SOURCE RECORDS:

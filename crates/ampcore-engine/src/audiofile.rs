//! Standalone looping playback of a mono audio file, for the CLI harness
//! (hosts that supply their own live input don't use this).

use std::path::Path;
use std::sync::Arc;

/// A mono sample buffer that plays back on loop, one sample per call.
pub struct AudioFilePlayer {
    buffer: Arc<[f32]>,
    current_frame: usize,
}

impl AudioFilePlayer {
    /// Load `path` at `sample_rate`, downmixing/resampling as
    /// [`ampcore_io::load_audio_mono`] does.
    pub fn load(path: impl AsRef<Path>, sample_rate: u32) -> ampcore_io::Result<Self> {
        let samples = ampcore_io::load_audio_mono(path, sample_rate)?;
        Ok(Self::from_samples(samples))
    }

    pub fn from_samples(samples: Vec<f32>) -> Self {
        Self { buffer: samples.into(), current_frame: 0 }
    }

    pub fn num_frames(&self) -> usize {
        self.buffer.len()
    }

    /// Returns the next sample, wrapping back to the start of the buffer.
    /// Silence if the buffer is empty.
    pub fn next_sample(&mut self) -> f32 {
        if self.buffer.is_empty() {
            return 0.0;
        }
        let sample = self.buffer[self.current_frame];
        self.current_frame = (self.current_frame + 1) % self.buffer.len();
        sample
    }

    pub fn reset(&mut self) {
        self.current_frame = 0;
    }
}
//! Preset management for the ampcore amplifier engine.
//!
//! A [`Preset`] captures the full live parameter surface plus the currently
//! loaded model and cabinet paths, so a host application or CLI can save and
//! restore a complete amp setting rather than just individual floats.
//!
//! # Example
//!
//! ```rust,no_run
//! use ampcore_config::Preset;
//!
//! let preset = Preset::new("Bedroom Crunch")
//!     .with_parameter("pregain_db", 6.0)
//!     .with_parameter("master_db", -3.0)
//!     .with_model_path("models/crunch.json");
//!
//! preset.save("presets/crunch.toml").unwrap();
//! let loaded = Preset::load("presets/crunch.toml").unwrap();
//! assert_eq!(loaded.name, "Bedroom Crunch");
//! ```

mod error;
mod preset;

pub use error::ConfigError;
pub use preset::Preset;
//! Input/output peak metering, throttled to roughly 60 Hz for host display.
//!
//! The audio thread only ever accumulates a running peak and increments a
//! frame counter; the relatively expensive parts (publishing a value a GUI
//! thread can read, resetting on request) happen at most once every
//! `meter_max_frame_count` samples.

use std::sync::atomic::{AtomicBool, AtomicU32, Ordering};

const METER_TARGET_HZ: f32 = 60.0;

fn frames_per_publish(sample_rate: f32) -> u32 {
    (sample_rate / METER_TARGET_HZ).round().max(1.0) as u32
}

/// Peak input/output metering plus the "is a model/cabinet currently in the
/// signal path" flags the host surface reports alongside them.
pub struct Meters {
    max_frame_count: u32,
    frame_counter: u32,
    input_accum: f32,
    output_accum: f32,
    published_input: AtomicU32,
    published_output: AtomicU32,
    model_in_use: AtomicBool,
    cab_in_use: AtomicBool,
    reset_pending: AtomicBool,
}

impl Meters {
    pub fn new(sample_rate: f32) -> Self {
        Self {
            max_frame_count: frames_per_publish(sample_rate),
            frame_counter: 0,
            input_accum: 0.0,
            output_accum: 0.0,
            published_input: AtomicU32::new(0.0f32.to_bits()),
            published_output: AtomicU32::new(0.0f32.to_bits()),
            model_in_use: AtomicBool::new(false),
            cab_in_use: AtomicBool::new(false),
            reset_pending: AtomicBool::new(false),
        }
    }

    pub fn set_sample_rate(&mut self, sample_rate: f32) {
        self.max_frame_count = frames_per_publish(sample_rate);
        self.frame_counter = 0;
    }

    /// Called once per sample with the raw input and final output levels.
    /// Accumulates peaks and publishes/resets on the throttled boundary.
    pub fn observe(&mut self, input: f32, output: f32) {
        self.input_accum = self.input_accum.max(input.abs());
        self.output_accum = self.output_accum.max(output.abs());
        self.frame_counter += 1;

        if self.frame_counter >= self.max_frame_count {
            self.published_input.store(self.input_accum.to_bits(), Ordering::Relaxed);
            self.published_output.store(self.output_accum.to_bits(), Ordering::Relaxed);
            self.input_accum = 0.0;
            self.output_accum = 0.0;
            self.frame_counter = 0;
        }
    }

    pub fn input_peak(&self) -> f32 {
        f32::from_bits(self.published_input.load(Ordering::Relaxed))
    }

    pub fn output_peak(&self) -> f32 {
        f32::from_bits(self.published_output.load(Ordering::Relaxed))
    }

    pub fn set_model_in_use(&self, in_use: bool) {
        self.model_in_use.store(in_use, Ordering::Relaxed);
    }

    pub fn set_cab_in_use(&self, in_use: bool) {
        self.cab_in_use.store(in_use, Ordering::Relaxed);
    }

    pub fn model_in_use(&self) -> bool {
        self.model_in_use.load(Ordering::Relaxed)
    }

    pub fn cab_in_use(&self) -> bool {
        self.cab_in_use.load(Ordering::Relaxed)
    }

    /// Request a meter reset from the control surface (`"reset-meters"`
    /// state key). Applied on the next sample the audio thread processes.
    pub fn request_reset(&self) {
        self.reset_pending.store(true, Ordering::Relaxed);
    }

    /// Checked once per buffer on the audio thread: if a reset was
    /// requested, clears accumulated and published peaks and returns `true`.
    pub fn take_reset_pending(&mut self) -> bool {
        if self.reset_pending.swap(false, Ordering::Relaxed) {
            self.input_accum = 0.0;
            self.output_accum = 0.0;
            self.frame_counter = 0;
            self.published_input.store(0.0f32.to_bits(), Ordering::Relaxed);
            self.published_output.store(0.0f32.to_bits(), Ordering::Relaxed);
            true
        } else {
            false
        }
    }
}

EXERCISE AIM: Nothing should be left out. Reproduce all the entries precisely.

TASK OUTPUT:
filename crates/ampcore-engine/src/audiofile.rs
//! Standalone looping playback of a mono audio file, for the CLI harness
//! (hosts that supply their own live input don't use this).

use std::path::Path;
use std::sync::Arc;

/// A mono sample buffer that plays back on loop, one sample per call.
pub struct AudioFilePlayer {
    buffer: Arc<[f32]>,
    current_frame: usize,
}

impl AudioFilePlayer {
    /// Load `path` at `sample_rate`, downmixing/resampling as
    /// [`ampcore_io::load_audio_mono`] does.
    pub fn load(path: impl AsRef<Path>, sample_rate: u32) -> ampcore_io::Result<Self> {
        let samples = ampcore_io::load_audio_mono(path, sample_rate)?;
        Ok(Self::from_samples(samples))
    }

    pub fn from_samples(samples: Vec<f32>) -> Self {
        Self { buffer: samples.into(), current_frame: 0 }
    }

    pub fn num_frames(&self) -> usize {
        self.buffer.len()
    }

    /// Returns the next sample, wrapping back to the start of the buffer.
    /// Silence if the buffer is empty.
    pub fn next_sample(&mut self) -> f32 {
        if self.buffer.is_empty() {
            return 0.0;
        }
        let sample = self.buffer[self.current_frame];
        self.current_frame = (self.current_frame + 1) % self.buffer.len();
        sample
    }

    pub fn reset(&mut self) {
        self.current_frame = 0;
    }
}
//! Preset management for the ampcore amplifier engine.
//!
//! A [`Preset`] captures the full live parameter surface plus the currently
//! loaded model and cabinet paths, so a host application or CLI can save and
//! restore a complete amp setting rather than just individual floats.
//!
//! # Example
//!
//! ```rust,no_run
//! use ampcore_config::Preset;
//!
//! let preset = Preset::new("Bedroom Crunch")
//!     .with_parameter("pregain_db", 6.0)
//!     .with_parameter("master_db", -3.0)
//!     .with_model_path("models/crunch.json");
//!
//! preset.save("presets/crunch.toml").unwrap();
//! let loaded = Preset::load("presets/crunch.toml").unwrap();
//! assert_eq!(loaded.name, "Bedroom Crunch");
//! ```

mod error;
mod preset;

pub use error::ConfigError;
pub use preset::Preset;
//! Input/output peak metering, throttled to roughly 60 Hz for host display.
//!
//! The audio thread only ever accumulates a running peak and increments a
//! frame counter; the relatively expensive parts (publishing a value a GUI
//! thread can read, resetting on request) happen at most once every
//! `meter_max_frame_count` samples.

use std::sync::atomic::{AtomicBool, AtomicU32, Ordering};

const METER_TARGET_HZ: f32 = 60.0;

fn frames_per_publish(sample_rate: f32) -> u32 {
    (sample_rate / METER_TARGET_HZ).round().max(1.0) as u32
}

/// Peak input/output metering plus the "is a model/cabinet currently in the
/// signal path" flags the host surface reports alongside them.
pub struct Meters {
    max_frame_count: u32,
    frame_counter: u32,
    input_accum: f32,
    output_accum: f32,
    published_input: AtomicU32,
    published_output: AtomicU32,
    model_in_use: AtomicBool,
    cab_in_use: AtomicBool,
    reset_pending: AtomicBool,
}

impl Meters {
    pub fn new(sample_rate: f32) -> Self {
        Self {
            max_frame_count: frames_per_publish(sample_rate),
            frame_counter: 0,
            input_accum: 0.0,
            output_accum: 0.0,
            published_input: AtomicU32::new(0.0f32.to_bits()),
            published_output: AtomicU32::new(0.0f32.to_bits()),
            model_in_use: AtomicBool::new(false),
            cab_in_use: AtomicBool::new(false),
            reset_pending: AtomicBool::new(false),
        }
    }

    pub fn set_sample_rate(&mut self, sample_rate: f32) {
        self.max_frame_count = frames_per_publish(sample_rate);
        self.frame_counter = 0;
    }

    /// Called once per sample with the raw input and final output levels.
    /// Accumulates peaks and publishes/resets on the throttled boundary.
    pub fn observe(&mut self, input: f32, output: f32) {
        self.input_accum = self.input_accum.max(input.abs());
        self.output_accum = self.output_accum.max(output.abs());
        self.frame_counter += 1;

        if self.frame_counter >= self.max_frame_count {
            self.published_input.store(self.input_accum.to_bits(), Ordering::Relaxed);
            self.published_output.store(self.output_accum.to_bits(), Ordering::Relaxed);
            self.input_accum = 0.0;
            self.output_accum = 0.0;
            self.frame_counter = 0;
        }
    }

    pub fn input_peak(&self) -> f32 {
        f32::from_bits(self.published_input.load(Ordering::Relaxed))
    }

    pub fn output_peak(&self) -> f32 {
        f32::from_bits(self.published_output.load(Ordering::Relaxed))
    }

    pub fn set_model_in_use(&self, in_use: bool) {
        self.model_in_use.store(in_use, Ordering::Relaxed);
    }

    pub fn set_cab_in_use(&self, in_use: bool) {
        self.cab_in_use.store(in_use, Ordering::Relaxed);
    }

    pub fn model_in_use(&self) -> bool {
        self.model_in_use.load(Ordering::Relaxed)
    }

    pub fn cab_in_use(&self) -> bool {
        self.cab_in_use.load(Ordering::Relaxed)
    }

    /// Request a meter reset from the control surface (`"reset-meters"`
    /// state key). Applied on the next sample the audio thread processes.
    pub fn request_reset(&self) {
        self.reset_pending.store(true, Ordering::Relaxed);
    }

    /// Checked once per buffer on the audio thread: if a reset was
    /// requested, clears accumulated and published peaks and returns `true`.
    pub fn take_reset_pending(&mut self) -> bool {
        if self.reset_pending.swap(false, Ordering::Relaxed) {
            self.input_accum = 0.0;
            self.output_accum = 0.0;
            self.frame_counter = 0;
            self.published_input.store(0.0f32.to_bits(), Ordering::Relaxed);
            self.published_output.store(0.0f32.to_bits(), Ordering::Relaxed);
            true
        } else {
            false
        }
    }
}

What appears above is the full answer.